Mantenha-se dessa maneira até que seja possível apenas testemunhar os
sons, sensações e emoções que passam pela mente.
Interromper as emoções negativas
Ninguém está a salvo das emoções negativas, mas o ideal fazer com que
elas não persistam na mente. Da mesma maneira que ocorre quando estamos
irritados no trânsito e recebemos uma ligação de um amigo que nos faz
rir, é possível treinar o pensamentos para interromper o fluxo da raiva
ou da tristeza. A melhor técnica para expandir a mente na presença dos
sentimentos negativos é percebê-los, sem resistência. “O que é a raiva?
Como você se sente? Fazendo essa investigação, com a consciência plena,
você descobrirá que a negatividade desaparece”, diz Harris.
Técnica do homem sem cabeça
Ao olhar o mundo ao redor, foque a atenção onde você sabe que está sua
cabeça e perceba o que acontece. Por instantes, você poderá ter a
sensação de ter eliminado a racionalidade e de fazer parte de todo o
ambiente. Outro método para chegar a esse estado é imaginar que está sem
cabeça. Simplesmente repita o exercício, de maneira relaxada, em vários
momentos do seu dia. O instante deve aparecer antes da intervenção de
seus pensamentos.
Contato visual
O desconforto que sentimos ao encontrar o olhar direto de outra pessoa
tem a ver com a crença de que somo um eu separado do mundo. Por isso, há
uma técnica de meditação em dupla poderosa para suprimir essa ilusão.
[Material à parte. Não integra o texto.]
/// Direction the snake is moving
#[derive(Debug, Clone, Copy, PartialEq, Eq, Hash)]
pub enum Direction {
    Up,
    Down,
    Left,
    Right,
}

impl Direction {
    /// Returns true if turning from self to other would be a 180-degree turn
    pub fn is_opposite(&self, other: Direction) -> bool {
        matches!(
            (self, other),
            (Direction::Up, Direction::Down)
                | (Direction::Down, Direction::Up)
                | (Direction::Left, Direction::Right)
                | (Direction::Right, Direction::Left)
        )
    }

    /// Unit delta (dx, dy) for this direction; callers scale by the cell
    /// size to get a pixel offset
    pub fn delta(&self) -> (i32, i32) {
        match self {
            Direction::Up => (0, -1),
            Direction::Down => (0, 1),
            Direction::Left => (-1, 0),
            Direction::Right => (1, 0),
        }
    }
}

/// Action applied at the next movement tick
#[derive(Debug, Clone, Copy, PartialEq, Eq)]
pub enum Action {
    /// Turn to a specific direction
    Move(Direction),
    /// Keep the current direction
    Continue,
}

impl From<Direction> for Action {
    fn from(direction: Direction) -> Self {
        Action::Move(direction)
    }
}

#[cfg(test)]
mod tests {
    use super::*;

    #[test]
    fn test_opposite_directions() {
        assert!(Direction::Up.is_opposite(Direction::Down));
        assert!(Direction::Down.is_opposite(Direction::Up));
        assert!(Direction::Left.is_opposite(Direction::Right));
        assert!(Direction::Right.is_opposite(Direction::Left));

        assert!(!Direction::Up.is_opposite(Direction::Left));
        assert!(!Direction::Up.is_opposite(Direction::Right));
    }

    #[test]
    fn test_direction_delta() {
        assert_eq!(Direction::Up.delta(), (0, -1));
        assert_eq!(Direction::Down.delta(), (0, 1));
        assert_eq!(Direction::Left.delta(), (-1, 0));
        assert_eq!(Direction::Right.delta(), (1, 0));
    }
}
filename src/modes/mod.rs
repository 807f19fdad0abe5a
pub mod play;

pub use play::PlayMode;
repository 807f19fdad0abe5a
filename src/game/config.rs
use serde::{Deserialize, Serialize};

/// Configuration for the game
#[derive(Debug, Clone, Serialize, Deserialize)]
pub struct GameConfig {
    /// Width of the board in cells
    pub grid_width: i32,
    /// Height of the board in cells
    pub grid_height: i32,
    /// Size of one cell in pixels (sprite size in the classic version)
    pub cell_size: i32,
    /// Initial length of the snake
    pub initial_snake_length: usize,
    /// Movement advances once every this many frames
    pub frames_per_tick: u32,
    /// Cell column the head starts in
    pub start_column: i32,
    /// Cell row the snake starts on
    pub start_row: i32,
    /// Cell the flower starts in
    pub flower_start_cell: (i32, i32),
    /// High score the session starts with
    pub starting_hi_score: u32,
}

impl Default for GameConfig {
    fn default() -> Self {
        Self {
            grid_width: 40,
            grid_height: 25,
            cell_size: 16,
            initial_snake_length: 4,
            frames_per_tick: 10,
            start_column: 25,
            start_row: 12,
            flower_start_cell: (4, 12),
            starting_hi_score: 150,
        }
    }
}

impl GameConfig {
    /// Board width in pixels
    pub fn width_px(&self) -> i32 {
        self.grid_width * self.cell_size
    }

    /// Board height in pixels
    pub fn height_px(&self) -> i32 {
        self.grid_height * self.cell_size
    }

    /// A small board for tests
    pub fn small() -> Self {
        Self {
            grid_width: 10,
            grid_height: 10,
            start_column: 5,
            start_row: 5,
            flower_start_cell: (2, 5),
            starting_hi_score: 0,
            ..Default::default()
        }
    }
}
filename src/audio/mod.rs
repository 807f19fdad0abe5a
//! One-shot sound effects
//!
//! Two short clips are loaded from the working directory at startup and
//! played as detached rodio sinks. Every failure path degrades to silence:
//! a missing output device, a missing file, or undecodable data just means
//! the game runs without that sound.

use rodio::{Decoder, OutputStream, OutputStreamHandle, Sink};
use std::fs;
use std::io::Cursor;

const PICKUP_FILE: &str = "pickup.wav";
const CRASH_FILE: &str = "crash.wav";

// The clips are loud; keep them in the background
const VOLUME: f32 = 0.15;

#[derive(Debug, Clone, Copy, PartialEq, Eq)]
pub enum SoundEffect {
    /// The snake ate a flower
    Pickup,
    /// The snake hit the wall or itself
    Crash,
}

pub struct Audio {
    // None when muted or when no output device exists
    output: Option<(OutputStream, OutputStreamHandle)>,
    pickup: Option<Vec<u8>>,
    crash: Option<Vec<u8>>,
}

impl Audio {
    /// Open the default output device and load the clips
    pub fn new() -> Self {
        Self {
            output: OutputStream::try_default().ok(),
            pickup: fs::read(PICKUP_FILE).ok(),
            crash: fs::read(CRASH_FILE).ok(),
        }
    }

    /// An audio handle that never makes a sound
    pub fn muted() -> Self {
        Self {
            output: None,
            pickup: None,
            crash: None,
        }
    }

    /// Fire-and-forget playback; the sink outlives the call
    pub fn play(&self, effect: SoundEffect) {
        let Some((_, handle)) = &self.output else {
            return;
        };
        let bytes = match effect {
            SoundEffect::Pickup => &self.pickup,
            SoundEffect::Crash => &self.crash,
        };
        let Some(bytes) = bytes else {
            return;
        };

        if let Ok(sink) = Sink::try_new(handle) {
            if let Ok(source) = Decoder::new(Cursor::new(bytes.clone())) {
                sink.set_volume(VOLUME);
                sink.append(source);
                sink.detach();
            }
        }
    }
}

impl Default for Audio {
    fn default() -> Self {
        Self::new()
    }
}
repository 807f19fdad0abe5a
//! Core game logic for Snake
//!
//! Everything in here is pure state manipulation with no I/O: the engine
//! reports what happened as [`FrameEvents`] and the mode layer decides what
//! to do about it (sounds, redraws).

pub mod action;
pub mod config;
pub mod engine;
pub mod state;

// Re-export commonly used types
pub use action::{Action, Direction};
pub use config::GameConfig;
pub use engine::{FrameEvents, GameEngine};
pub use state::{CollisionType, GameState, Position, Snake};
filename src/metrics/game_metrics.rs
use std::time::{Duration, Instant};

pub struct GameMetrics {
    pub start_time: Instant,
    pub elapsed_time: Duration,
    pub games_played: u32,
}

impl GameMetrics {
    pub fn new() -> Self {
        Self {
            start_time: Instant::now(),
            elapsed_time: Duration::ZERO,
            games_played: 0,
        }
    }

    pub fn update(&mut self) {
        self.elapsed_time = self.start_time.elapsed();
    }

    pub fn on_game_start(&mut self) {
        self.start_time = Instant::now();
        self.elapsed_time = Duration::ZERO;
    }

    pub fn on_game_over(&mut self) {
        self.games_played += 1;
    }

    pub fn format_time(&self) -> String {
        let total_secs = self.elapsed_time.as_secs();
        let minutes = total_secs / 60;
        let seconds = total_secs % 60;
        format!("{:02}:{:02}", minutes, seconds)
    }
}

impl Default for GameMetrics {
    fn default() -> Self {
        Self::new()
    }
}
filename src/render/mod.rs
pub mod renderer;

pub use renderer::Renderer;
Sente-se de frente para outra pessoa e encare seus olhos, sem falar
nada. Ignore as sensações de desconforto e segure o olhar. Essa técnica
pode ser unida às anteriores para mostrar como é possível se unir a
outra consciência.
Superar a barreira entre a consciência e o mundo
Por meio da meditação e da interrupção dos pensamentos negativos, o
objetivo é examinar a consciência e perceber sua extensão. Esse estado
mental mostrará que os pensamentos são como reflexos em um espelho, ou
seja, eles vão e vêm enquanto a consciência se mantém livre. Em estados
de meditação profunda, em que apenas testemunhamos o mundo, é possível
perceber que não há barreiras entre a consciência e o mundo, entre
sujeitos e objetos. Essa é a essência da espiritualidade.